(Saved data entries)
//! Bindings to the global Leaflet object (`window.L`), driven through
//! `js_sys::Reflect` so no Leaflet typings are needed at build time.

use js_sys::{Array, Function, Reflect};
use mapty::{Coords, PopupSpec, TrackerConfig};
use serde::Serialize;
use wasm_bindgen::closure::Closure;
use wasm_bindgen::{JsCast, JsValue};

pub struct LeafletMap {
    map: JsValue,
    zoom: u8,
    pan_duration_s: f64,
    click: Option<Closure<dyn FnMut(JsValue)>>,
}

impl LeafletMap {
    /// Creates the map inside `container_id`, centered on `center`, with the
    /// configured tile layer attached.
    pub fn mount(container_id: &str, center: Coords, config: &TrackerConfig) -> Result<Self, JsValue> {
        let l = leaflet()?;
        let map = call(&l, "map", &[&JsValue::from_str(container_id)])?;
        call(&map, "setView", &[&lat_lng(center), &JsValue::from(config.zoom)])?;

        let tile_opts = to_js(&serde_json::json!({ "attribution": config.attribution }))?;
        let layer = call(&l, "tileLayer", &[&JsValue::from_str(&config.tile_url), &tile_opts])?;
        call(&layer, "addTo", &[&map])?;

        Ok(Self {
            map,
            zoom: config.zoom,
            pan_duration_s: config.pan_duration_s,
            click: None,
        })
    }

    /// Routes map clicks to `handler`. Replaces any earlier handler's closure;
    /// the registered closure lives as long as the map.
    pub fn on_click(&mut self, mut handler: impl FnMut(Coords) + 'static) -> Result<(), JsValue> {
        let closure = Closure::<dyn FnMut(JsValue)>::new(move |event: JsValue| {
            match event_coords(&event) {
                Ok(coords) => handler(coords),
                Err(err) => web_sys::console::error_2(&"map click without latlng".into(), &err),
            }
        });
        call(&self.map, "on", &[&JsValue::from_str("click"), closure.as_ref()])?;
        self.click = Some(closure);
        Ok(())
    }

    /// Places a marker with an already-open popup.
    pub fn add_marker(&self, coords: Coords, popup: &PopupSpec) -> Result<(), JsValue> {
        let l = leaflet()?;
        let marker = call(&l, "marker", &[&lat_lng(coords)])?;
        call(&marker, "addTo", &[&self.map])?;

        let popup_js = call(&l, "popup", &[&to_js(popup)?])?;
        call(&popup_js, "setContent", &[&JsValue::from_str(&popup.content)])?;
        call(&marker, "bindPopup", &[&popup_js])?;
        call(&marker, "openPopup", &[])?;
        Ok(())
    }

    /// Animated re-center at the configured zoom.
    pub fn pan_to(&self, coords: Coords) -> Result<(), JsValue> {
        let opts = to_js(&serde_json::json!({
            "animate": true,
            "pan": { "duration": self.pan_duration_s }
        }))?;
        call(
            &self.map,
            "setView",
            &[&lat_lng(coords), &JsValue::from(self.zoom), &opts],
        )?;
        Ok(())
    }
}

fn leaflet() -> Result<JsValue, JsValue> {
    let l = Reflect::get(&js_sys::global(), &JsValue::from_str("L"))?;
    if l.is_undefined() || l.is_null() {
        return Err(JsValue::from_str("Leaflet is not loaded (window.L missing)"));
    }
    Ok(l)
}

fn call(target: &JsValue, method: &str, args: &[&JsValue]) -> Result<JsValue, JsValue> {
    let func = Reflect::get(target, &JsValue::from_str(method))?
        .dyn_into::<Function>()
        .map_err(|_| JsValue::from_str(&format!("Leaflet object has no method {method}")))?;
    let js_args = Array::new();
    for arg in args {
        js_args.push(arg);
    }
    Reflect::apply(&func, target, &js_args)
}

// Plain objects, not ES Maps: Leaflet reads options by property.
fn to_js<T: Serialize + ?Sized>(value: &T) -> Result<JsValue, JsValue> {
    value
        .serialize(&serde_wasm_bindgen::Serializer::json_compatible())
        .map_err(JsValue::from)
}

fn lat_lng(coords: Coords) -> JsValue {
    Array::of2(&JsValue::from(coords.lat), &JsValue::from(coords.lng)).into()
}

fn event_coords(event: &JsValue) -> Result<Coords, JsValue> {
    let latlng = Reflect::get(event, &JsValue::from_str("latlng"))?;
    let lat = Reflect::get(&latlng, &JsValue::from_str("lat"))?.as_f64();
    let lng = Reflect::get(&latlng, &JsValue::from_str("lng"))?.as_f64();
    match (lat, lng) {
        (Some(lat), Some(lng)) => Ok(Coords::new(lat, lng)),
        _ => Err(latlng),
    }
}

EXERCISE PROMPT: What is the number of lines in the preceding entries that hold the string "event"? Give it alone.

RESPONSE FOR THIS EXERCISE: 4